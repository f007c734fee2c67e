use std::io::Error as IoError;
use std::io::Read;
use std::io::Seek;
use std::io::SeekFrom;
use std::sync::RwLock;

use crate::Rc;

/// A bounded read/seek window over a byte range of a shared reader.
pub struct IoSlice<R: Read + Seek> {
    reader: Rc<RwLock<R>>,
    pos: u64,
    start: u64,
    end: u64,
}

impl<R: Read + Seek> IoSlice<R> {
    pub fn new(reader: Rc<RwLock<R>>, start: u64, end: u64) -> Self {
        Self {
            reader,
            start,
            end,
            pos: start,
        }
    }
}

impl<R: Read + Seek> Read for IoSlice<R> {
    fn read(&mut self, mut buffer: &mut [u8]) -> Result<usize, IoError> {
        let mut reader = self.reader.write().unwrap();
        reader.seek(SeekFrom::Start(self.pos))?;

        let remaining = (self.end - self.pos) as usize;
        if buffer.len() > remaining {
            buffer = &mut buffer[..remaining];
        }

        let n = reader.read(buffer)?;
        self.pos += n as u64;

        Ok(n)
    }
}

impl<R: Read + Seek> Seek for IoSlice<R> {
    fn seek(&mut self, pos: SeekFrom) -> Result<u64, IoError> {
        match pos {
            SeekFrom::Start(n) => {
                if self.start + n > self.end {
                    self.pos = self.end;
                } else {
                    self.pos = self.start + n;
                }
            }
            SeekFrom::End(n) => {
                if n > 0 {
                    self.pos = self.end;
                } else if n + (self.end as i64) < (self.start as i64) {
                    return Err(IoError::new(
                        std::io::ErrorKind::InvalidInput,
                        "invalid seek to a negative or overflowing position",
                    ));
                } else {
                    self.pos = (self.end as i64 + n) as u64;
                }
            }
            SeekFrom::Current(n) => {
                if n + (self.pos as i64) > (self.end as i64) {
                    self.pos = self.end;
                } else {
                    self.pos = (self.pos as i64 + n) as u64;
                }
            }
        }
        Ok(self.pos)
    }

    fn rewind(&mut self) -> Result<(), IoError> {
        self.pos = self.start;
        Ok(())
    }

    fn stream_position(&mut self) -> Result<u64, IoError> {
        Ok(self.pos - self.start)
    }
}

### What to work on
Check each line of the data for "remaining". Copy the lines where it turns up.

### Solution for this exercise
        let remaining = (self.end - self.pos) as usize;
        if buffer.len() > remaining {
            buffer = &mut buffer[..remaining];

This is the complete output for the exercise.